Friday, June 18, 2010

Top Ten - Favourite books of the year so far!

It's nearly the end of June, which means half the year is gone! (How is that possible, etc etc) and I thought it'd be fun to create my list of favourite books that I've read so far this year. I have been incredibly lucky and have picked up so many great books this year, so it was hard narrowing it down to just ten. (My original idea was 6, one for each month that had passed!) But these tough decisions have to be made, and I did narrow it down to 10. It's perfect timing, because I am most of the way through my 100th book of the year. This list is a wonderful way to celebrate! Check out the entire list of books (and which books sadly did not meet the cut!) read so far this year here.

In no particular order..

Nation by Terry Pratchett - I hadn't had much experience with Terry Pratchett before Nation. But then I read Nation and it knocked me on my ass. And I grew very excited to read more of his work. Another couple of books, and I'm sure he'll be included on my very extensive list of favourite authors! Here's my review.

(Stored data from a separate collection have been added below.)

//! Fixed-duration bucketed time series of counters.

use serde::{Deserialize, Serialize};

use super::Counters;

pub const FIELD_RX_BYTES: u32 = 1 << 1;
pub const FIELD_RX_PACKETS: u32 = 1 << 2;
pub const FIELD_TX_BYTES: u32 = 1 << 3;
pub const FIELD_TX_PACKETS: u32 = 1 << 4;
pub const FIELD_OPERATIONS: u32 = 1 << 5;
pub const FIELD_ALL: u32 = u32::MAX;

/// One time slice of a [`History`].
#[derive(Debug, Clone, Copy, PartialEq, Eq, Serialize, Deserialize)]
pub struct Bucket {
    pub start: i64,
    pub counters: Counters,
}

/// Usage reported by a carrier plan, used to rescale collected history.
#[derive(Debug, Clone, Copy, PartialEq, Eq)]
pub struct SubscriptionPlan {
    /// Start of the current billing cycle.
    pub cycle_start: i64,
    /// Bytes the carrier counted between `cycle_start` and `data_usage_time`.
    pub data_usage_bytes: i64,
    pub data_usage_time: i64,
}

/// Ordered, non-overlapping buckets of constant duration.
///
/// Bucket starts are aligned to multiples of the duration, so two histories
/// with the same duration always share bucket boundaries.
#[derive(Debug, Clone, PartialEq, Eq, Serialize, Deserialize)]
pub struct History {
    bucket_duration: i64,
    buckets: Vec<Bucket>,
}

impl History {
    pub fn new(bucket_duration: i64) -> Self {
        Self {
            bucket_duration: bucket_duration.max(1),
            buckets: Vec::new(),
        }
    }

    pub fn bucket_duration(&self) -> i64 {
        self.bucket_duration
    }

    pub fn buckets(&self) -> &[Bucket] {
        &self.buckets
    }

    pub fn len(&self) -> usize {
        self.buckets.len()
    }

    pub fn is_empty(&self) -> bool {
        self.buckets.is_empty()
    }

    /// Start of the first bucket.
    pub fn start(&self) -> Option<i64> {
        self.buckets.first().map(|b| b.start)
    }

    /// End of the last bucket.
    pub fn end(&self) -> Option<i64> {
        self.buckets
            .last()
            .map(|b| b.start.saturating_add(self.bucket_duration))
    }

    fn aligned_start(&self, t: i64) -> i64 {
        t - t.rem_euclid(self.bucket_duration)
    }

    fn bucket_mut(&mut self, start: i64) -> &mut Bucket {
        let idx = match self.buckets.binary_search_by_key(&start, |b| b.start) {
            Ok(idx) => idx,
            Err(idx) => {
                self.buckets.insert(
                    idx,
                    Bucket {
                        start,
                        counters: Counters::ZERO,
                    },
                );
                idx
            }
        };
        &mut self.buckets[idx]
    }

    /// Adds `counters` to the bucket covering `t`.
    pub fn record_at(&mut self, t: i64, counters: Counters) {
        if counters.is_zero() {
            return;
        }
        let start = self.aligned_start(t);
        self.bucket_mut(start).counters += counters;
    }

    /// Spreads `counters` over the buckets overlapping `[start, end)`,
    /// proportionally to the overlap. Rounding remainders land in the last
    /// bucket so nothing is lost.
    pub fn record_data(&mut self, start: i64, end: i64, counters: Counters) {
        if counters.is_zero() {
            return;
        }
        if end <= start {
            self.record_at(start, counters);
            return;
        }

        let mut remaining = counters;
        let mut remaining_duration = end - start;
        let mut bucket_start = self.aligned_start(start);

        while bucket_start < end {
            let bucket_end = bucket_start.saturating_add(self.bucket_duration);
            let overlap = bucket_end.min(end) - bucket_start.max(start);
            if overlap > 0 {
                let part = if overlap >= remaining_duration {
                    remaining
                } else {
                    remaining.scaled(overlap, remaining_duration)
                };
                remaining = remaining - part;
                remaining_duration -= overlap;
                if !part.is_zero() {
                    self.bucket_mut(bucket_start).counters += part;
                }
            }
            bucket_start = bucket_end;
        }
    }

    /// Merges every bucket of `other` into this history.
    pub fn record_history(&mut self, other: &History) {
        self.record_history_within(other, i64::MIN, i64::MAX);
    }

    /// Merges the part of `other` that falls inside `[start, end)`.
    pub fn record_history_within(&mut self, other: &History, start: i64, end: i64) {
        let duration = other.bucket_duration;
        for bucket in &other.buckets {
            let b_start = bucket.start;
            let b_end = b_start.saturating_add(duration);
            if b_end <= start || b_start >= end {
                continue;
            }
            let overlap_start = b_start.max(start);
            let overlap_end = b_end.min(end);
            let overlap = overlap_end - overlap_start;
            let part = if overlap >= duration {
                bucket.counters
            } else {
                bucket.counters.scaled(overlap, duration)
            };
            self.record_data(overlap_start, overlap_end, part);
        }
    }

    /// Sum of counters inside `[start, end)`. Buckets that only partly
    /// overlap the range contribute proportionally.
    pub fn get_values(&self, start: i64, end: i64) -> Counters {
        let mut total = Counters::ZERO;
        for bucket in &self.buckets {
            let b_end = bucket.start.saturating_add(self.bucket_duration);
            if b_end <= start {
                continue;
            }
            if bucket.start >= end {
                break;
            }
            let overlap = b_end.min(end) - bucket.start.max(start);
            if overlap >= self.bucket_duration {
                total += bucket.counters;
            } else if overlap > 0 {
                total += bucket.counters.scaled(overlap, self.bucket_duration);
            }
        }
        total
    }

    pub fn total(&self) -> Counters {
        self.buckets
            .iter()
            .fold(Counters::ZERO, |acc, b| acc + b.counters)
    }

    pub fn total_bytes(&self) -> i64 {
        self.total().total_bytes()
    }

    /// Drops buckets that end at or before `cutoff`.
    pub fn remove_buckets_before(&mut self, cutoff: i64) {
        let duration = self.bucket_duration;
        self.buckets
            .retain(|b| b.start.saturating_add(duration) > cutoff);
    }

    /// Drops buckets that start strictly before `cutoff`, including a bucket
    /// that straddles it.
    pub fn remove_buckets_starting_before(&mut self, cutoff: i64) {
        self.buckets.retain(|b| b.start >= cutoff);
    }

    /// Drops buckets that start at or after `cutoff`.
    pub fn remove_buckets_from(&mut self, cutoff: i64) {
        self.buckets.retain(|b| b.start < cutoff);
    }

    /// Rescales byte counters of buckets fully inside `[start, end)` so the
    /// range matches `target_bytes`. Packet counters of rescaled buckets are
    /// cleared to mark the data as augmented.
    pub fn augment(&mut self, start: i64, end: i64, target_bytes: i64) {
        if end <= start {
            return;
        }
        let mut raw = self.get_values(start, end);
        if raw.rx_bytes == 0 || raw.tx_bytes == 0 {
            // Nothing collected yet: seed the range so there is something to scale.
            self.record_data(start, end, Counters::new(1, 0, 1, 0, 0));
            raw = self.get_values(start, end);
        }

        let raw_bytes = raw.total_bytes().max(1);
        let raw_rx = raw.rx_bytes.max(1);
        let raw_tx = raw.tx_bytes.max(1);
        let target_rx = mul_div(target_bytes, raw_rx, raw_bytes);
        let target_tx = mul_div(target_bytes, raw_tx, raw_bytes);

        let duration = self.bucket_duration;
        for bucket in &mut self.buckets {
            if bucket.start >= start && bucket.start.saturating_add(duration) <= end {
                bucket.counters.rx_bytes = mul_div(target_rx, bucket.counters.rx_bytes, raw_rx);
                bucket.counters.tx_bytes = mul_div(target_tx, bucket.counters.tx_bytes, raw_tx);
                bucket.counters.rx_packets = 0;
                bucket.counters.tx_packets = 0;
            }
        }
    }

    /// Applies a carrier plan: the buckets between the cycle start and the
    /// plan's usage timestamp are rescaled to the reported usage.
    pub fn augment_with_plan(&mut self, plan: &SubscriptionPlan) {
        let end = self.aligned_start(plan.data_usage_time);
        self.augment(plan.cycle_start, end, plan.data_usage_bytes);
    }

    /// Returns a copy with the fields not selected by `fields` cleared.
    pub fn masked(&self, fields: u32) -> History {
        let mut out = self.clone();
        for bucket in &mut out.buckets {
            let c = &mut bucket.counters;
            if fields & FIELD_RX_BYTES == 0 {
                c.rx_bytes = 0;
            }
            if fields & FIELD_RX_PACKETS == 0 {
                c.rx_packets = 0;
            }
            if fields & FIELD_TX_BYTES == 0 {
                c.tx_bytes = 0;
            }
            if fields & FIELD_TX_PACKETS == 0 {
                c.tx_packets = 0;
            }
            if fields & FIELD_OPERATIONS == 0 {
                c.operations = 0;
            }
        }
        out
    }

    /// Structural equality: same bucket duration, starts and counters.
    pub fn is_same_as(&self, other: &History) -> bool {
        self == other
    }
}

fn mul_div(a: i64, b: i64, c: i64) -> i64 {
    if c == 0 {
        return 0;
    }
    let r = i128::from(a) * i128::from(b) / i128::from(c);
    i64::try_from(r).unwrap_or(if r < 0 { i64::MIN } else { i64::MAX })
}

Amazon blurb: When a giant wave destroys his entire Nation - his family and everyone he has ever known - Mau finds himself totally alone. Until he meets Daphne, daughter of a colonial Governor and the sole survivor from a shipwreck. They have no common language, no common culture - but together they discover some remarkable things - like how to milk a pig and why spitting in beer is a good idea - and must try and forge a new kind of Nation. Then other survivors arrive to take refuge on the island, and not all of them are friendly. In "Nation", Pratchett brings us a novel that is both witty and wise, encompassing themes of death and nationhood, while also being extremely funny.

Ender's Game and Ender's Shadow by Orson Scott Card - I know, kind of cheating to include Ender's Game AND Ender's Shadow, but they were both so wonderful and I'm making the rules :) Here is the review for both of these books.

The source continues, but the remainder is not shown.